Vadalog notebooks

Notebooks are great storytelling devices, allowing you to interleave Markdown elements like images, math equations, and explanatory text with your code and its execution results. Notebooks can be a perfect way to share and explain your ideas.

They make also great REPLs (read-eval-print loop), interactive applications where you can write a few lines of code and execute the code immediately and see the output, keeping the results along the way.

Vadacode supports Vadalog notebooks, which allow for the interactive use of Vadalog.

Vadalog notebook experience may be different from what you may expect from a language like Python. In particular, in Vadalog Notebooks the execution of each cell is independent from the others (no volatile results are persisted between executions). For example, if you assign an atom in a cell, it does not become available in other cells. Nevertheless, you can do sequential processing by explictly persisting data using @input, @output and @bind statements.

Create or open a Vadalog Notebook

You can create a Vadalog Notebook by running the Vadalog: Create notebook command from the Command Palette (+Shift+P on macOS or Ctrl+Shift+P on Windows/Linux) or by creating a new .vadanb file in your workspace.

notebook create
Figure 1. Vadacode-created stub Vadalog notebook

If you have an existing Vadalog Notebook, you can open it by right-clicking on the file and opening with VS Code, or through the VS Code File Explorer.

Running cells

Vadacode notebooks send requests to the endpoint specified in the Vadalog endpoint setting.

Run a single code cell

Once your code is added, you can run a cell using the Run icon to the left of the cell and the output will be displayed below the code cell.

notebook run
Figure 2. Execution of a notebook cell

To run a selected code cell, you can also use keyboard shortcuts in both command and edit mode. Ctrl+Enter runs the currently selected cell. Shift+Enter runs the currently selected cell and inserts a new cell immediately below (focus moves to new cell). Alt+Enter runs the currently selected cell and inserts a new cell immediately below (focus remains on current cell).

Run multiple code cells

Running multiple code cells can be accomplished in many ways. You can use the double arrow in the main toolbar of the Notebook Editor to run all cells within the Notebook or by selecting Run All Above or Run All Below buttons of the current code cell.

notebook run all
Figure 3. Execution of all notebook cells

Save your Vadalog Notebook

You can save your Vadalog Notebook using the keyboard shortcut Ctrl+S or File  Save.

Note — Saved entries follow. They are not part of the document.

//! Horizontal coordinates and atmospheric refraction.
//!
//! The horizontal frame of an observer has x toward the north point, y toward the west point
//! and z toward the zenith. Azimuth is measured from north through east.
use nalgebra::Vector3;
use serde::{Deserialize, Serialize};

use crate::constants::{Degree, Hour, RADEG};
use crate::coordinates::{normalize_longitude, HorizontalCoord};
use crate::orrery::Orrery;
use crate::orrery_errors::OrreryError;
use crate::ref_system::rotation_eqd_hor;
use crate::time::Instant;

use super::Observer;

/// Atmospheric refraction model.
#[derive(Debug, Clone, Copy, PartialEq, Eq, Hash, Serialize, Deserialize)]
pub enum Refraction {
    /// Airless sky
    None,
    /// Standard refraction, fading to zero toward the nadir below the horizon
    Normal,
    /// Same formula without the fade below -1°, as used by JPL Horizons
    JplHor,
}

/// Upward shift (degrees) of a body at geometric `altitude` caused by refraction.
///
/// Arguments
/// ---------
/// * `refraction`: the model
/// * `altitude`: geometric altitude in degrees
///
/// Return
/// ------
/// * the refraction angle, `0` outside `[-90, +90]` or for [`Refraction::None`]
///
/// The formula is
///
/// ```text
/// R = 1.02 / tan(h + 10.3 / (h + 5.11)) / 60
/// ```
///
/// with `h` floored at -1°.
pub fn refraction_angle(refraction: Refraction, altitude: Degree) -> Degree {
    if !(-90.0..=90.0).contains(&altitude) {
        return 0.0;
    }
    match refraction {
        Refraction::None => 0.0,
        Refraction::Normal | Refraction::JplHor => {
            let hd = altitude.max(-1.0);
            let mut refr = (1.02 / ((hd + 10.3 / (hd + 5.11)) * RADEG).tan()) / 60.0;
            if refraction == Refraction::Normal && altitude < -1.0 {
                refr *= (altitude + 90.0) / 89.0;
            }
            refr
        }
    }
}

/// Correction (degrees) turning an apparent (refracted) altitude into the geometric one.
///
/// The result is negative or zero: `geometric = bent_altitude + inverse_refraction_angle(..)`.
/// It is found by fixed-point iteration on [`refraction_angle`] to 1e-14°.
pub fn inverse_refraction_angle(
    refraction: Refraction,
    bent_altitude: Degree,
) -> Result<Degree, OrreryError> {
    if !(-90.0..=90.0).contains(&bent_altitude) {
        return Ok(0.0);
    }
    let mut altitude = bent_altitude - refraction_angle(refraction, bent_altitude);
    for _ in 0..100 {
        let diff = (altitude + refraction_angle(refraction, altitude)) - bent_altitude;
        if diff.abs() < 1.0e-14 {
            return Ok(altitude - bent_altitude);
        }
        altitude -= diff;
    }
    Err(OrreryError::NonConvergence(format!(
        "inverse_refraction_angle({bent_altitude})"
    )))
}

/// Horizontal coordinates of a sky position seen by `observer`.
///
/// Arguments
/// ---------
/// * `orrery`: engine context (sidereal time cache)
/// * `time`: the instant
/// * `observer`: the site
/// * `ra`, `dec`: right ascension (hours) and declination (degrees) on the true equator of date
/// * `refraction`: refraction model applied to the altitude
///
/// Return
/// ------
/// * azimuth and altitude, with the equatorial angles shifted by the same refraction
pub fn horizon(
    orrery: &Orrery,
    time: &Instant,
    observer: &Observer,
    ra: Hour,
    dec: Degree,
    refraction: Refraction,
) -> Result<HorizontalCoord, OrreryError> {
    let rot = rotation_eqd_hor(orrery, time, observer);
    let m = rot.matrix();
    let un: Vector3<f64> = m.row(0).transpose();
    let uw: Vector3<f64> = m.row(1).transpose();
    let uz: Vector3<f64> = m.row(2).transpose();

    let (sindc, cosdc) = (dec * RADEG).sin_cos();
    let (sinra, cosra) = (ra * 15.0 * RADEG).sin_cos();
    let p = Vector3::new(cosdc * cosra, cosdc * sinra, sindc);

    let pz = p.dot(&uz);
    let pn = p.dot(&un);
    let pw = p.dot(&uw);

    let proj = pn.hypot(pw);
    let azimuth = if proj > 0.0 {
        normalize_longitude(-pw.atan2(pn).to_degrees())
    } else {
        0.0
    };

    let mut zd = proj.atan2(pz).to_degrees();
    let mut out_ra = ra;
    let mut out_dec = dec;

    if refraction != Refraction::None {
        let zd0 = zd;
        let refr = refraction_angle(refraction, 90.0 - zd);
        zd -= refr;

        if refr > 0.0 && zd > 3.0e-4 {
            let (sinzd, coszd) = (zd * RADEG).sin_cos();
            let (sinzd0, coszd0) = (zd0 * RADEG).sin_cos();
            let pr = (p - coszd0 * uz) / sinzd0 * sinzd + uz * coszd;
            let proj = pr.x.hypot(pr.y);
            out_ra = if proj > 0.0 {
                normalize_longitude(pr.y.atan2(pr.x).to_degrees()) / 15.0
            } else {
                0.0
            };
            out_dec = pr.z.atan2(proj).to_degrees();
        }
    }

    HorizontalCoord::new(azimuth, 90.0 - zd, out_ra, out_dec)
}

#[cfg(test)]
mod horizon_test {
    use approx::assert_abs_diff_eq;

    use super::*;
    use crate::coordinates::{AstroVector, EquatorialCoord};
    use crate::ref_system::rotation_hor_eqd;

    #[test]
    fn test_refraction_at_horizon() {
        assert_abs_diff_eq!(refraction_angle(Refraction::Normal, 0.0), 0.4830, epsilon = 1e-3);
        assert_eq!(refraction_angle(Refraction::None, 0.0), 0.0);
        assert!(refraction_angle(Refraction::Normal, 90.0).abs() < 1e-4);
        assert!(refraction_angle(Refraction::Normal, -45.0) < refraction_angle(Refraction::JplHor, -45.0));
        assert_eq!(refraction_angle(Refraction::Normal, 95.0), 0.0);
    }

    #[test]
    fn test_inverse_refraction() {
        for bent in [-5.0, -0.5, 0.0, 2.0, 10.0, 45.0, 89.0] {
            let correction = inverse_refraction_angle(Refraction::Normal, bent).unwrap();
            let geometric = bent + correction;
            assert_abs_diff_eq!(
                geometric + refraction_angle(Refraction::Normal, geometric),
                bent,
                epsilon = 1e-12
            );
        }
    }

    /// Equatorial angles of date of the point at (azimuth, altitude) for `observer`.
    fn sky_point(
        orrery: &Orrery,
        time: &Instant,
        observer: &Observer,
        azimuth: Degree,
        altitude: Degree,
    ) -> EquatorialCoord {
        let (sa, ca) = (altitude * RADEG).sin_cos();
        let (sz, cz) = (azimuth * RADEG).sin_cos();
        // x north, y west
        let hor = AstroVector::new(ca * cz, -ca * sz, sa, *time);
        let eqd = rotation_hor_eqd(orrery, time, observer).rotate_vector(&hor);
        EquatorialCoord::from_vector(&eqd).unwrap()
    }

    #[test]
    fn test_horizon_geometry() {
        let orrery = Orrery::new();
        let time = Instant::from_ut(9000.123).unwrap();
        let observer = Observer::new(40.0, -105.0, 1600.0).unwrap();

        for (az, alt) in [(10.0, 89.9), (90.0, 30.0), (200.0, 10.0), (300.0, -20.0)] {
            let eq = sky_point(&orrery, &time, &observer, az, alt);
            let hor = horizon(&orrery, &time, &observer, eq.ra, eq.dec, Refraction::None).unwrap();
            assert_abs_diff_eq!(hor.altitude, alt, epsilon = 1e-9);
            assert_abs_diff_eq!(hor.azimuth, az, epsilon = 1e-6);
            assert_eq!(hor.ra, eq.ra);
        }
    }

    #[test]
    fn test_horizon_refraction_raises_body() {
        let orrery = Orrery::new();
        let time = Instant::from_ut(-3000.5).unwrap();
        let observer = Observer::new(-20.0, 30.0, 0.0).unwrap();
        let eq = sky_point(&orrery, &time, &observer, 120.0, 5.0);

        let hor = horizon(&orrery, &time, &observer, eq.ra, eq.dec, Refraction::Normal).unwrap();
        assert_abs_diff_eq!(
            hor.altitude,
            5.0 + refraction_angle(Refraction::Normal, 5.0),
            epsilon = 1e-9
        );
        assert_abs_diff_eq!(hor.azimuth, 120.0, epsilon = 1e-6);
        // the refracted equatorial position sits on the refracted direction
        let shifted = sky_point(&orrery, &time, &observer, 120.0, hor.altitude);
        assert_abs_diff_eq!(hor.dec, shifted.dec, epsilon = 1e-8);
    }
}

IntelliSense support in the Vadalog Notebook Editor

The Vadalog Notebook Editor window has full IntelliSense – code completions, member lists, quick info for methods, and parameter hints. You can be just as productive typing in the Notebook Editor window as you are in the code editor.

notebook intellisense
Figure 4. Notebook integration with Visual Studio Code Intellisense

Further information

Further information about Visual Studio Code notebooks and a full usage guide can be found at Jupyter Notebooks in VS Code.